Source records
-- Opening Marker --

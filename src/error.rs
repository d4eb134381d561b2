//! Error type shared by every arithmetic entry point.
//!
//! All variants are caller contract violations or degenerate numeric inputs.
//! "n is composite" is never an error: it is reported as data
//! (`Option::None` from an `init`, or `Witness::Composite`).

/// Errors from codec, exponentiation, table and search operations.
#[derive(Debug, Clone, PartialEq, Eq)]
pub enum ArithError {
    /// A byte buffer with no bytes was passed to the decoder.
    EmptyBuffer,
    /// Simultaneous exponentiation was called with no terms.
    EmptyBatch,
    /// `bases` and `exponents` differ in length.
    LengthMismatch { bases: usize, exponents: usize },
    /// Modular arithmetic with a zero modulus.
    ZeroModulus,
    /// The modulus is not valid for this operation (e.g. an even "odd prime").
    InvalidModulus,
    /// A negative exponent was used with a base that has no inverse.
    NotInvertible,
    /// Exponent does not fit the fixed-base table it was applied to.
    ExponentTooLarge { bits: u32, max_bits: u32 },
    /// Fixed-base tables do not accept negative exponents.
    NegativeExponent,
    /// Block width outside `1..=MAX_BLOCK_WIDTH`.
    InvalidBlockWidth { width: u32 },
    /// Primality search over a non-positive integer.
    NonPositive,
    /// The handle was released or never belonged to this session.
    StaleHandle { id: u64 },
}

impl std::fmt::Display for ArithError {
    fn fmt(&self, f: &mut std::fmt::Formatter<'_>) -> std::fmt::Result {
        match self {
            ArithError::EmptyBuffer => write!(f, "cannot decode an empty byte buffer"),
            ArithError::EmptyBatch => write!(f, "simultaneous exponentiation needs at least one term"),
            ArithError::LengthMismatch { bases, exponents } => write!(
                f,
                "got {} bases but {} exponents",
                bases, exponents
            ),
            ArithError::ZeroModulus => write!(f, "modulus is zero"),
            ArithError::InvalidModulus => write!(f, "modulus must be an odd positive integer"),
            ArithError::NotInvertible => write!(f, "base is not invertible modulo the modulus"),
            ArithError::ExponentTooLarge { bits, max_bits } => write!(
                f,
                "exponent has {} bits but table was built for at most {}",
                bits, max_bits
            ),
            ArithError::NegativeExponent => write!(f, "fixed-base table exponent is negative"),
            ArithError::InvalidBlockWidth { width } => {
                write!(f, "block width {} is out of range", width)
            }
            ArithError::NonPositive => write!(f, "primality check of non-positive integer"),
            ArithError::StaleHandle { id } => write!(f, "handle {} is not live", id),
        }
    }
}

impl std::error::Error for ArithError {}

-- Closing Marker --

#### Activity:
Lines after the one containing "was applied to." are not part of the task. Output the entries exactly from their first line through that one.

#### Expected answer:
filename src/error.rs
repository d4eb134381d561b2
//! Error type shared by every arithmetic entry point.
//!
//! All variants are caller contract violations or degenerate numeric inputs.
//! "n is composite" is never an error: it is reported as data
//! (`Option::None` from an `init`, or `Witness::Composite`).

/// Errors from codec, exponentiation, table and search operations.
#[derive(Debug, Clone, PartialEq, Eq)]
pub enum ArithError {
    /// A byte buffer with no bytes was passed to the decoder.
    EmptyBuffer,
    /// Simultaneous exponentiation was called with no terms.
    EmptyBatch,
    /// `bases` and `exponents` differ in length.
    LengthMismatch { bases: usize, exponents: usize },
    /// Modular arithmetic with a zero modulus.
    ZeroModulus,
    /// The modulus is not valid for this operation (e.g. an even "odd prime").
    InvalidModulus,
    /// A negative exponent was used with a base that has no inverse.
    NotInvertible,
    /// Exponent does not fit the fixed-base table it was applied to.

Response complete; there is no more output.